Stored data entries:
____

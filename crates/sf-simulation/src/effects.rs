//! Particle recipes for dust, explosions, and tower rubble.

use glam::{Vec2, Vec3};
use rand::Rng;
use sf_core::Rgba;

use crate::particle::{Particle, ParticleSprite};
use crate::render::{FLASH_SPRITE_SIZE, palette};
use crate::world::World;

const DEBRIS_PER_BLAST: usize = 40;
const BRICKS_PER_TOWER: usize = 6;

/// Two puffs kicked up where a minion appears.
pub fn kick_dust(world: &mut World, position: Vec2) {
    for side in [-1.0, 1.0] {
        let particle = Particle::new(
            ParticleSprite::Dust,
            position + Vec2::new(10.0 * side, 0.0),
            5.0,
            1.0,
        )
        .with_velocity(Vec3::new(20.0 * side, 0.0, 0.0))
        .with_acceleration(Vec3::new(0.0, 0.0, 100.0))
        .with_damping(0.5)
        .with_colors(Rgba::WHITE, Rgba::CLEAR_WHITE)
        .with_scale(1.0, 0.2);
        world.spawn_particle(particle);
    }
}

/// A flash plus a spray of debris sized to the blast.
pub fn explosion(world: &mut World, center: Vec2, radius: f32) {
    // Placed slightly south so it sorts in front of the victims.
    let flash = Particle::new(ParticleSprite::Flash, center + Vec2::new(0.0, 50.0), 55.0, 0.2)
        .with_acceleration(Vec3::new(0.0, 0.0, 100.0))
        .with_colors(Rgba::WHITE, Rgba::CLEAR_YELLOW)
        .with_scale(radius / FLASH_SPRITE_SIZE * 2.2, 0.2);
    world.spawn_particle(flash);

    let spread = if radius.is_finite() { radius / 2.0 } else { 0.0 };
    for _ in 0..DEBRIS_PER_BLAST {
        let rng = &mut world.rng;
        let offset = Vec2::new(
            rng.random_range(-spread..=spread),
            rng.random_range(-spread..=spread),
        );
        let height = rng.random_range(0.0..=10.0);
        let velocity = Vec3::new(
            rng.random_range(-50.0..=50.0),
            rng.random_range(-10.0..=10.0),
            rng.random_range(0.0..=30.0),
        );
        let duration = rng.random_range(0.5..=0.8);
        let particle = Particle::new(ParticleSprite::Dust, center + offset, height, duration)
            .with_velocity(velocity)
            .with_acceleration(Vec3::new(0.0, 0.0, 100.0))
            .with_damping(1.0)
            .with_colors(palette::ENEMY, Rgba::BLACK)
            .with_scale(2.0, 0.2);
        world.spawn_particle(particle);
    }
}

/// Bricks tumbling off a collapsed tower.
pub fn rubble(world: &mut World, position: Vec2) {
    for _ in 0..BRICKS_PER_TOWER {
        let rng = &mut world.rng;
        let offset = Vec2::new(rng.random_range(-15.0..=15.0), rng.random_range(-5.0..=5.0));
        let velocity = Vec3::new(
            rng.random_range(-60.0..=60.0),
            rng.random_range(-20.0..=20.0),
            rng.random_range(40.0..=90.0),
        );
        let spin = rng.random_range(-8.0..=8.0);
        let particle = Particle::new(ParticleSprite::Brick, position + offset, 30.0, 0.9)
            .with_velocity(velocity)
            .with_acceleration(Vec3::new(0.0, 0.0, -200.0))
            .with_damping(0.3)
            .with_colors(Rgba::WHITE, Rgba::CLEAR_WHITE)
            .with_scale(1.0, 0.6)
            .with_spin(0.0, spin);
        world.spawn_particle(particle);
    }
}

#[cfg(test)]
mod tests {
    use sf_core::EntityKind;

    use super::*;
    use crate::config::SimConfig;
    use crate::world::tests::{open_field, open_field_with};

    #[test]
    fn dust_comes_in_pairs() {
        let mut world = open_field();
        kick_dust(&mut world, Vec2::new(50.0, 50.0));
        assert_eq!(world.particles().len(), 2);
    }

    #[test]
    fn explosion_debris_stays_within_half_radius() {
        let mut world = open_field();
        let center = Vec2::new(300.0, 300.0);
        explosion(&mut world, center, 100.0);
        assert_eq!(world.particles().len(), DEBRIS_PER_BLAST + 1);
        for (_, particle) in world.particles().iter() {
            if particle.sprite == ParticleSprite::Dust {
                let offset = particle.body.position - center;
                assert!(offset.x.abs() <= 50.0 && offset.y.abs() <= 50.0);
            }
        }
    }

    #[test]
    fn effects_are_dropped_when_particle_pool_is_full() {
        let config = SimConfig::default().with_capacity(EntityKind::Particle, 3);
        let mut world = open_field_with(config);
        explosion(&mut world, Vec2::ZERO, 70.0);
        assert_eq!(world.particles().len(), 3);
        assert!(world.events().is_empty());
    }
}
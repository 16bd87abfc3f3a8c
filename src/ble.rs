//! BLE transport for the accessory network.
//!
//! The owner's device writes [`Command`] bytes that become coordinator
//! [`Message`]s. The coordinator talks back through
//! [`AccessoryLink`](crate::link::AccessoryLink).

use core::future::pending;

use embassy_futures::select::{Either3, Either4, select3, select4};
use embassy_time::{Duration, Instant, Timer};
use log::{error, info, warn};
use static_cell::StaticCell;
use trouble_host::prelude::*;

pub use gatt::{Command, GattServer};

use crate::agent::{Message, MotionReply};
use crate::link::SHARED;
use crate::bsp::BleController;
use crate::{ActorInbox, AppError};

mod gatt;
mod notify;

/// Maximum number of connections
const CONN_MAX: usize = 1;

/// Max number of L2CAP channels.
const L2CAP_CHANNELS_MAX: usize = 2; // Signal + att

/// Max L2CAP MTU size.
const L2CAP_MTU: usize = 256;

/// How long the tag stays discoverable after the owner asks to pair.
const PAIRING_WINDOW: Duration = Duration::from_secs(60);

type BleResources = HostResources<CONN_MAX, L2CAP_CHANNELS_MAX, L2CAP_MTU>;

static MOTION_REPLY: MotionReply = MotionReply::new();

#[embassy_executor::task]
async fn ble_task(mut runner: Runner<'static, BleController>) {
    runner.run().await.expect("Error in BLE task");
}

/// Create an advertiser to use to connect to a BLE Central, and wait for it to connect.
///
/// Only a tag in pairing mode is discoverable.
pub async fn advertise<'server, 'values, C: Controller>(
    name: &'values str,
    peripheral: &mut Peripheral<'values, C>,
    server: &'server GattServer<'values>,
    pairing: bool,
) -> Result<GattConnection<'values, 'server>, BleHostError<C::Error>> {
    let flags = match pairing {
        true => LE_GENERAL_DISCOVERABLE | BR_EDR_NOT_SUPPORTED,
        false => BR_EDR_NOT_SUPPORTED,
    };
    let mut advertiser_data = [0; 31];
    AdStructure::encode_slice(
        &[
            AdStructure::Flags(flags),
            AdStructure::ServiceUuids16(&[[0x0f, 0x18]]),
            AdStructure::CompleteLocalName(name.as_bytes()),
        ],
        &mut advertiser_data[..],
    )?;
    let advertiser = peripheral
        .advertise(
            &Default::default(),
            Advertisement::ConnectableScannableUndirected {
                adv_data: &advertiser_data[..],
                scan_data: &[],
            },
        )
        .await?;
    info!("[adv] advertising (pairing: {})", pairing);
    let conn = advertiser.accept().await?.with_attribute_server(server)?;
    info!("[adv] connection established");
    Ok(conn)
}

fn send(inbox: ActorInbox<Message>, msg: Message) {
    if inbox.try_send(msg).is_err() {
        error!("{}", AppError::ActorSend);
    }
}

fn exit_pairing(inbox: ActorInbox<Message>) {
    SHARED.exit_pairing();
    send(inbox, Message::PairingModeExited);
}

/// Advertise while the service is enabled and serve one owner at a time.
pub async fn serve<'values>(
    name: &'values str,
    server: &'static GattServer<'values>,
    peripheral: &mut Peripheral<'values, BleController>,
    inbox: ActorInbox<Message>,
) -> ! {
    loop {
        if !SHARED.enabled() {
            SHARED.changed.wait().await;
            continue;
        }
        let pairing = SHARED.pairing();
        let window = async {
            match pairing {
                true => Timer::after(PAIRING_WINDOW).await,
                false => pending().await,
            }
        };
        let adv = advertise(name, peripheral, server, pairing);
        match select3(adv, SHARED.changed.wait(), window).await {
            Either3::First(Ok(conn)) => {
                if pairing {
                    exit_pairing(inbox);
                }
                if let Err(e) = server.run_connection(&conn, inbox).await {
                    warn!("[gatt] connection ended with error: {:?}", e);
                }
            }
            Either3::First(Err(e)) => {
                warn!("[adv] error: {:?}", e);
                Timer::after(Duration::from_secs(1)).await;
            }
            Either3::Second(()) => {}
            Either3::Third(()) => {
                info!("[adv] pairing window closed");
                exit_pairing(inbox);
            }
        }
    }
}

impl<'values> GattServer<'values> {
    /// Build the stack for the GATT server and start background tasks required.
    pub fn start(
        name: &'values str,
        appearance: impl Into<&'static BluetoothUuid16>,
        spawner: embassy_executor::Spawner,
        controller: BleController,
    ) -> (&'static Self, Peripheral<'values, BleController>) {
        let address = Address::random([0x42, 0x5A, 0xE3, 0x1E, 0x83, 0xE7]);
        info!("Our address = {:?}", address);

        let resources = {
            static RESOURCES: StaticCell<BleResources> = StaticCell::new();
            RESOURCES.init(BleResources::new())
        };
        let stack = {
            static STACK: StaticCell<Stack<'_, BleController>> = StaticCell::new();
            STACK.init(trouble_host::new(controller, resources).set_random_address(address))
        };
        let host = stack.build();
        let server = {
            static SERVER: StaticCell<GattServer<'_>> = StaticCell::new();
            SERVER.init(
                GattServer::new_with_config(GapConfig::Peripheral(PeripheralConfig {
                    name,
                    appearance: appearance.into(),
                }))
                .expect("Error creating Gatt Server"),
            )
        };
        info!("Starting Gatt Server");
        spawner.must_spawn(ble_task(host.runner));
        SHARED.mark_ready();
        (server, host.peripheral)
    }

    /// Process GATT events for one connection until it drops or the service is disabled.
    pub async fn run_connection<'server>(
        &self,
        conn: &GattConnection<'values, 'server>,
        inbox: ActorInbox<Message>,
    ) -> Result<(), trouble_host::Error> {
        SHARED.owner_connected();
        let reason = loop {
            let event = select4(
                conn.next(),
                SHARED.sound_completed.wait(),
                SHARED.battery.wait(),
                SHARED.changed.wait(),
            )
            .await;
            match event {
                Either4::First(GattConnectionEvent::Disconnected { reason }) => break reason,
                Either4::First(GattConnectionEvent::Gatt { event: Err(e) }) => {
                    warn!("[gatt] error processing event: {:?}", e)
                }
                Either4::First(GattConnectionEvent::Gatt { event: Ok(event) }) => {
                    let command = match &event {
                        GattEvent::Write(write) if write.handle() == self.tag.control.handle => {
                            write.data().first().copied()
                        }
                        _ => None,
                    };
                    let lookup = SHARED.serial_lookup_open(Instant::now());
                    self.set(&self.tag.serial_lookup, &lookup)?;
                    match event.accept() {
                        Ok(reply) => reply.send().await,
                        Err(e) => warn!("[gatt] error sending response: {:?}", e),
                    }
                    if let Some(byte) = command {
                        self.dispatch(conn, byte, inbox).await?;
                    }
                }
                Either4::First(_) => {} // ignore other events
                Either4::Second(()) => self.notify_sound_completed(conn).await?,
                Either4::Third(percent) => self.notify_battery(conn, percent).await?,
                Either4::Fourth(()) => {
                    if !SHARED.enabled() {
                        info!("[gatt] service disabled, dropping owner");
                        conn.raw().disconnect();
                        return Ok(());
                    }
                }
            }
        };
        info!("[gatt] disconnected: {:?}", reason);
        Ok(())
    }

    async fn dispatch(
        &self,
        conn: &GattConnection<'_, '_>,
        byte: u8,
        inbox: ActorInbox<Message>,
    ) -> Result<(), trouble_host::Error> {
        let command = match Command::try_from(byte) {
            Ok(command) => command,
            Err(unknown) => {
                warn!("[gatt] unknown command {:#04x}", unknown);
                return Ok(());
            }
        };
        info!("[gatt] {:?}", command);
        match command {
            Command::Sound(trigger) => send(inbox, Message::SoundStart(trigger)),
            Command::SoundStop => send(inbox, Message::SoundStop),
            Command::MotionStart => send(inbox, Message::MotionStart),
            Command::MotionStop => send(inbox, Message::MotionStop),
            Command::BatteryRequest => send(inbox, Message::BatteryLevelRequest),
            Command::MotionPoll => {
                MOTION_REPLY.reset();
                if inbox.try_send(Message::MotionPeriodElapsed(&MOTION_REPLY)).is_err() {
                    error!("{}", AppError::ActorSend);
                    return Ok(());
                }
                let moved = MOTION_REPLY.wait().await;
                self.set(&self.tag.motion, &moved)?;
                self.notify_motion(conn, moved).await?;
            }
        }
        Ok(())
    }
}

____

◆ Task objective ◆
The reply must be a number and nothing more: the count of lines above that contain the word "pending".

◆ Answer below ◆
2